Anneke Auer, Autonomous Visual Artist

Rotterdam, NL

Intro: the Dutch situation

The Netherlands has mostly been a Calvinistic country, but also one  of trade, merchants and modern capitalism. This had a great influence  on the development and status quo of the visual arts.

Iconoclastic Storm

Calvinists destroyed the art in hundreds of catholic churches and  cloisters during the 'Iconoclastic Storm' in 1566 because the bible  told them that it was forbidden to worship other deities and statues  (saints) than God. It was a rebellion against catholic wealth and  rule by the aristocracy (who thought they had to pay too much tax)  and the people (there was a famine) together. I think from this  moment on, the visual arts in the Netherlands have been used as a  political tool.

The Golden Age/Enlightenment

After the wrath of Spanish catholic Philip II (the Eighty Year War)  the Netherlands turned into a republic and florished, also in the  area of the arts, science and literature. So did the artists, who  found new commissioners in the many wealthy merchants, and Dutch  painting became internationally famous. Because of the commissions  from the private sector and the rise of fame for individual artists,  they became more autonomous and experimented with and came to develop  an individual style. There was a sense of religious and political  tolerance, and a 'social melting pot' emerged in this first modern  economy.

Modernism & institutionalisation

In World War II, the Nazis also introduced the Kulturkammer in the  Netherlands: if one joined, and complied to the artistic aryan  standards set by the Nazi regime, the artist was sure of commissions  and a regular income. If not, one's work was primitive and distorted  (Entartete Kunst) and one had to go and do something else for a  living. Oddly enough, this kind artistic policy found fertile ground  once more in the Netherlands - read on.

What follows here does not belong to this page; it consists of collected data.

#[cfg(test)]
mod tests {
    use super::*;
    use crate::container::MemoryContainer;

    fn sample() -> MemoryContainer {
        let mut file = MemoryContainer::new("sample.h5");
        file.create_dataset("/b_data", Datatype::float(32), &[3, 4])
            .unwrap();
        file.create_dataset("/a_group/x", Datatype::uint(8), &[5])
            .unwrap();
        file.create_group("/z_group").unwrap();
        file
    }

    #[test]
    fn test_id_sequence() {
        let mut ids = IdSequence::new();
        assert_eq!(ids.next_id(), 0);
        assert_eq!(ids.next_id(), 1);
    }

    #[test]
    fn test_dtype_abbr_kinds() {
        assert_eq!(
            dtype_abbr(&Datatype::boolean()),
            "<abbr title=\"boolean\"><code>|b1</code></abbr>"
        );
        assert_eq!(
            dtype_abbr(&Datatype::uint(64)),
            "<abbr title=\"64-bit unsigned integer\"><code>&lt;u8</code></abbr>"
        );
        assert_eq!(
            dtype_abbr(&Datatype::vlen_str(crate::datatype::CharacterSet::Utf8)),
            "<abbr title=\"object (e.g. string)\"><code>|O</code></abbr>"
        );
        assert_eq!(
            dtype_abbr(&Datatype::fixed_str(5, crate::datatype::CharacterSet::Ascii)),
            "<code>|S5</code>"
        );
    }

    #[test]
    fn test_groups_before_datasets() {
        let html = HtmlTreeRenderer::new()
            .render_fragment(&sample(), "/")
            .unwrap();
        let a = html.find(">a_group</label>").unwrap();
        let z = html.find(">z_group</label>").unwrap();
        let b = html.find(">b_data</span>").unwrap();
        assert!(a < z && z < b);
        assert!(html.contains(": 3 × 4 entries, dtype: <abbr title=\"32-bit floating point\">"));
        assert!(html.contains("data-hdf5-path=\"/b_data\""));
    }

    #[test]
    fn test_only_first_checkbox_checked() {
        let html = HtmlTreeRenderer::new()
            .render_fragment(&sample(), "/")
            .unwrap();
        assert_eq!(html.matches(" checked>").count(), 1);
        assert!(html.contains("id=\"h5glance-tree-0-item-0\" checked><label for=\"h5glance-tree-0-item-0\">sample.h5</label>"));
        assert_eq!(html.matches("<input type=\"checkbox\"").count(), 3);
    }

    #[test]
    fn test_fragment_and_document() {
        let mut renderer = HtmlTreeRenderer::new();
        let fragment = renderer.render_fragment(&sample(), "/").unwrap();
        assert!(fragment.starts_with("<div><style>"));
        assert!(!fragment.contains("<!DOCTYPE"));
        assert!(fragment.contains("enableCopyLinks(document.getElementById(\"h5glance-tree-0\"));"));
        assert!(!fragment.contains(ACTIVATE_MARKER));

        let document = renderer.render_document(&sample(), "/").unwrap();
        assert!(document.starts_with("<!DOCTYPE html>"));
        assert!(document.contains("<title>sample.h5</title>"));
        assert!(document.contains("id=\"h5glance-tree-1\""));
        assert!(document.contains("h5glance-tree-1-item-0"));
    }

    #[test]
    fn test_links_and_aliases() {
        let mut file = sample();
        file.link_hard("/y_alias", "/a_group/x").unwrap();
        file.link_hard("/c_group_alias", "/a_group").unwrap();
        file.link_soft("/soft", "/b_data").unwrap();
        file.link_external("/ext", "other.h5", "/data").unwrap();

        let html = HtmlTreeRenderer::new()
            .with_copy_links(false)
            .render_fragment(&file, "/")
            .unwrap();
        assert!(html.contains("<span class=\"h5glance-dataset-name\">y_alias</span> = /a_group/x</li>"));
        assert!(html.contains("<span class=\"h5glance-dataset-name\">c_group_alias</span> = /a_group</li>"));
        assert!(html.contains("<span class=\"h5glance-dataset-name\">soft</span> -&gt; /b_data</li>"));
        assert!(html.contains("<span class=\"h5glance-dataset-name\">ext</span> -&gt; other.h5//data</li>"));
        assert!(!html.contains("h5glance-dataset-copylink\" href"));
    }

    #[test]
    fn test_names_are_escaped() {
        let mut file = MemoryContainer::new("a&b.h5");
        file.create_dataset("/<x>", Datatype::int(8), &[1]).unwrap();
        let html = HtmlTreeRenderer::new().render_document(&file, "/").unwrap();
        assert!(html.contains("<title>a&amp;b.h5</title>"));
        assert!(html.contains(">&lt;x&gt;</span>"));
        assert!(!html.contains("<x>"));
    }

    #[test]
    fn test_dataset_is_rejected() {
        let err = HtmlTreeRenderer::new()
            .render_fragment(&sample(), "/b_data")
            .unwrap_err();
        assert!(matches!(err, Error::UnsupportedInputKind { .. }));
    }

    #[test]
    fn test_subgroup_label_is_path() {
        let html = HtmlTreeRenderer::new()
            .render_fragment(&sample(), "a_group")
            .unwrap();
        assert!(html.contains(">/a_group</label>"));
        assert!(html.contains(">x</span>"));
    }
}
//! Detail view of a single object, as shown by the `h5glance` command.

use std::io::{self, IsTerminal, Write};

use terminal_size::{terminal_size, Width};

use crate::container::value::ArrayFormat;
use crate::container::{normalize_path, Array, Container, Layout, ObjectKind, Selection, SliceExpr};
use crate::datatype::fmt_dtype;
use crate::error::{Error, Result};
use crate::format::{fmt_attr, fmt_shape};
use crate::output::TextTreeRenderer;
use crate::tree::{TreeWalker, VisitedSet, WalkOptions};

/// Line width for data listings when stdout is not a terminal.
const DEFAULT_LINE_WIDTH: usize = 75;

/// Rows and columns shown in the sample of a multi-dimensional dataset.
const SAMPLE_EDGE: u64 = 10;

fn line_width() -> usize {
    if !io::stdout().is_terminal() {
        return DEFAULT_LINE_WIDTH;
    }
    terminal_size().map_or(DEFAULT_LINE_WIDTH, |(Width(w), _)| usize::from(w))
}

/// Print the details of a dataset: type, shape, storage and some data.
///
/// With `slice`, the selected part is printed instead of the default
/// sample. Problems reading or slicing data are reported in the output.
///
/// # Errors
///
/// Returns an error if `path` is not a dataset or writing fails.
pub fn print_dataset_info(
    container: &dyn Container,
    path: &str,
    slice: Option<&str>,
    out: &mut dyn Write,
) -> Result<()> {
    let meta = container.metadata(path)?;
    if meta.kind != ObjectKind::Dataset {
        return Err(Error::UnsupportedInputKind {
            description: format!("{path} is not a dataset"),
        });
    }
    let dtype = meta.dtype.as_ref().map_or_else(String::new, fmt_dtype);
    let shape = meta.shape.as_deref();

    writeln!(out, "      dtype: {dtype}")?;
    writeln!(out, "      shape: {}", fmt_shape(shape))?;
    if shape.is_some_and(|dims| !dims.is_empty()) {
        writeln!(out, "   maxshape: {}", fmt_shape(meta.maxshape.as_deref()))?;
    }
    let layout = meta.layout.unwrap_or(Layout::Unknown);
    writeln!(out, "     layout: {layout}")?;
    if layout == Layout::Chunked {
        writeln!(out, "      chunk: {}", fmt_shape(meta.chunks.as_deref()))?;
        let (name, options) = meta.compression.as_ref().map_or(("None", "None"), |c| {
            (c.name.as_str(), c.options.as_deref().unwrap_or("None"))
        });
        writeln!(out, "compression: {name} (options: {options})")?;
    }

    let format = ArrayFormat::full(line_width());
    if let Some(expr) = slice {
        writeln!(out, "\nselected data [{expr}]:")?;
        match read_selection(container, path, shape, expr) {
            Ok(array) => writeln!(out, "{}", array.format_with(&format))?,
            Err(e) => writeln!(out, "Error slicing: {e}")?,
        }
    } else if meta.size() > 0 {
        writeln!(out, "\nsample data:")?;
        match read_sample(container, path, shape.unwrap_or_default()) {
            Ok(array) => writeln!(out, "{}", array.format_with(&format))?,
            Err(e) => writeln!(out, "unreadable: {e}")?,
        }
    }

    let names = container.attribute_names(path)?;
    writeln!(out, "\n{} attributes:", names.len())?;
    for name in &names {
        writeln!(out, "* {name}: {}", fmt_attr(container, path, name))?;
    }
    Ok(())
}

fn read_selection(
    container: &dyn Container,
    path: &str,
    shape: Option<&[u64]>,
    expr: &str,
) -> Result<Array> {
    let dims = shape.ok_or_else(|| Error::selection("empty datasets cannot be sliced"))?;
    let resolved = SliceExpr::parse(expr)?.resolve(dims)?;
    container
        .read_slice(path, &resolved.selection)?
        .reshape(resolved.shape)
}

/// The first few values: up to ten of a vector, or the top-left corner of
/// the first matrix of a higher-dimensional dataset.
fn read_sample(container: &dyn Container, path: &str, dims: &[u64]) -> Result<Array> {
    match dims {
        [] => container.read_slice(path, &Selection::All),
        [len] => container.read_slice(path, &Selection::slice(&[0..(*len).min(SAMPLE_EDGE)])),
        [leading @ .., rows, cols] => {
            let mut ranges = vec![0..1; leading.len()];
            ranges.push(0..(*rows).min(SAMPLE_EDGE));
            ranges.push(0..(*cols).min(SAMPLE_EDGE));
            let shape = vec![ranges[leading.len()].end, ranges[leading.len() + 1].end];
            container
                .read_slice(path, &Selection::slice(&ranges))?
                .reshape(shape)
        }
    }
}

/// Show a file, group or dataset.
///
/// Groups (and the whole file when `path` is `None`) are shown as a tree
/// rooted at `<filename>` or `<filename>/<path>`; datasets as that label
/// followed by [`print_dataset_info`].
///
/// # Errors
///
/// - [`Error::NotFound`] if nothing exists at `path`
/// - [`Error::Selection`] if `slice` is given for a group
/// - [`Error::UnsupportedInputKind`] for objects that are neither
/// - [`Error::Io`] if writing fails
///
/// # Examples
///
/// ```
/// use h5glance::output::{display_object, TextTreeRenderer};
/// use h5glance::{Datatype, MemoryContainer};
///
/// let mut file = MemoryContainer::new("sample.h5");
/// file.create_dataset("/group1/data", Datatype::int(16), &[12]).unwrap();
///
/// let mut out = Vec::new();
/// display_object(&file, None, false, None, &TextTreeRenderer::plain(), &mut out).unwrap();
/// let text = String::from_utf8(out).unwrap();
/// assert_eq!(text, "sample.h5\n└group1\n  └data\t[int16: 12]\n");
/// ```
pub fn display_object(
    container: &dyn Container,
    path: Option<&str>,
    expand_attrs: bool,
    slice: Option<&str>,
    renderer: &TextTreeRenderer,
    out: &mut dyn Write,
) -> Result<()> {
    let (in_file, label) = match path.filter(|p| !p.is_empty()) {
        Some(p) => (
            normalize_path(p),
            format!("{}/{}", container.filename(), p.trim_start_matches('/')),
        ),
        None => ("/".to_string(), container.filename().to_string()),
    };

    let meta = container.metadata(&in_file)?;
    match meta.kind {
        ObjectKind::Group => {
            if slice.is_some() {
                return Err(Error::selection("Slicing is only allowed for datasets"));
            }
            let walker = TreeWalker::new(
                container,
                WalkOptions {
                    expand_attrs,
                    ..WalkOptions::default()
                },
            );
            let tree = walker.walk(&in_file, &label, None, &mut VisitedSet::new())?;
            renderer.print_tree(&tree, out)?;
        }
        ObjectKind::Dataset => {
            writeln!(out, "{label}")?;
            print_dataset_info(container, &in_file, slice, out)?;
        }
        ObjectKind::Unknown => {
            return Err(Error::UnsupportedInputKind {
                description: format!("{label} is neither a group nor a dataset"),
            });
        }
    }
    Ok(())
}
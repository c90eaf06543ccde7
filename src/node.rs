//! Chain membership capability.
//!
//! A type joins chains by embedding a [`Links`] pair and implementing
//! [`ChainNode`]: an identifier accessor for search plus access to the
//! embedded links. Composition replaces the classic intrusive-base-class
//! arrangement; there is no separate node wrapper and no dynamic dispatch.

use crate::Handle;

/// Embedded adjacency pair: handles of the previous and next chain members.
///
/// Both slots sentinel (`Default`) means the node is unlinked, which is
/// indistinguishable from being a one-element chain — by design, since a lone
/// node is a valid entry point for every chain operation.
///
/// The link/unlink routines in [`ChainOps`](crate::ChainOps) are the only
/// writers of these slots. Code that pokes them directly forfeits the
/// symmetry invariant.
#[derive(Debug, Clone, Copy, PartialEq, Eq)]
pub struct Links<H: Handle> {
    pub(crate) prev: H,
    pub(crate) next: H,
}

impl<H: Handle> Links<H> {
    /// Creates an unlinked pair.
    #[inline]
    pub const fn new() -> Self {
        Self {
            prev: H::NONE,
            next: H::NONE,
        }
    }

    /// Handle of the previous chain member, `H::NONE` at the chain head.
    #[inline]
    pub fn prev(&self) -> H {
        self.prev
    }

    /// Handle of the next chain member, `H::NONE` at the chain tail.
    #[inline]
    pub fn next(&self) -> H {
        self.next
    }

    /// Returns `true` if either slot points at a neighbor.
    #[inline]
    pub fn is_linked(&self) -> bool {
        self.prev.is_some() || self.next.is_some()
    }
}

impl<H: Handle> Default for Links<H> {
    fn default() -> Self {
        Self::new()
    }
}

/// Trait for types that participate in identifier-searchable chains.
///
/// Implementors embed a [`Links`] field and expose it through the two
/// accessors; `id` supplies the string compared during
/// [`find_in_chain`](crate::ChainOps::find_in_chain). Identifier uniqueness
/// within a chain is a caller obligation — duplicates are tolerated and
/// search returns the first match in enumeration order.
///
/// # Example
///
/// ```
/// use idchain::{ChainNode, Links};
///
/// struct Station {
///     name: String,
///     links: Links<u32>,
/// }
///
/// impl ChainNode<u32> for Station {
///     fn id(&self) -> &str {
///         &self.name
///     }
///
///     fn links(&self) -> &Links<u32> {
///         &self.links
///     }
///
///     fn links_mut(&mut self) -> &mut Links<u32> {
///         &mut self.links
///     }
/// }
/// ```
pub trait ChainNode<H: Handle> {
    /// Identifier used for equality-based chain search.
    fn id(&self) -> &str;

    /// Shared access to the embedded adjacency pair.
    fn links(&self) -> &Links<H>;

    /// Mutable access to the embedded adjacency pair.
    ///
    /// Reserved for the chain routines; see the [`Links`] invariant note.
    fn links_mut(&mut self) -> &mut Links<H>;
}

#[cfg(test)]
mod tests {
    use super::*;

    #[test]
    fn default_is_unlinked() {
        let links: Links<u32> = Links::default();
        assert!(links.prev().is_none());
        assert!(links.next().is_none());
        assert!(!links.is_linked());
    }

    #[test]
    fn one_sided_link_counts_as_linked() {
        let mut links: Links<u32> = Links::new();
        links.next = 3;
        assert!(links.is_linked());

        let mut links: Links<u32> = Links::new();
        links.prev = 3;
        assert!(links.is_linked());
    }
}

Although Dutch artists were internationally famous for their  experiments and innovation in autonomous art (Van Gogh, Mondrian,  Cobra, De Kooning, etc.), at home it was a struggle to be recognised  and respected. After the war until the late sixties, a lot of reknown  Dutch artists emigrated abroad, simply because modern and avant garde  art in the Netherlands was looked upon with despise: a luxury  plaything for the rich elite, incredibly ugly and something a child  can accomplish.

Being an autonomous visual artist in the nineties, I still noticed a  huge difference between the Netherlands and other countries. Abroad I  was treated with respect for my work, paid accordingly, and even got  a thank you afterwards. At home is was always a hassle to get  anything done, to get things financed, and everything was mostly  focussed on the (financial) success of the museum, gallery or  institute - not what my work was about. I felt like being a tool for  other, non-artistic purposes. The attitude towards art still is that  the artist should be grateful to be *allowed* to show his work  somewhere. Most galleries are only concerned with the public  attention and provisions they can generate, and no costs of transport  and such are covered by them. An exhibition in a gallery, and more so  in a community institute or museum (because you can't sell there),  will cost the artist money, instead of generating it. The standard  reply is: "Yes, but it's free publicity and it looks good in your  curriculum vitae." Publicity and a curriculum vitae the artist needs  to apply for art commissions and subsidies.

Government subsidies

In the late sixties, under a social government, a liberal and  culturally aware society, and a decade of economic wealth, the  government thought it was important to preserve and develop modern  and Dutch art and culture, with a large focus on the visual  autonomous arts. It recognised the importance of avant garde and  renewal in art, the experiment, and that this was hard to accomplish  on an attic in the weekends. So, they invented the 'BKR Agreement':  after an election by a special jury (artists, art union people and  legislators) the artist received a steady income by selling some of  his work to the government annually. From that moment on, the arts  were almost fully subsidized by the state - if you had the quality  they desired. When I ask colleages from an older generation how that  time was, they all reply: "Absolute paradise!".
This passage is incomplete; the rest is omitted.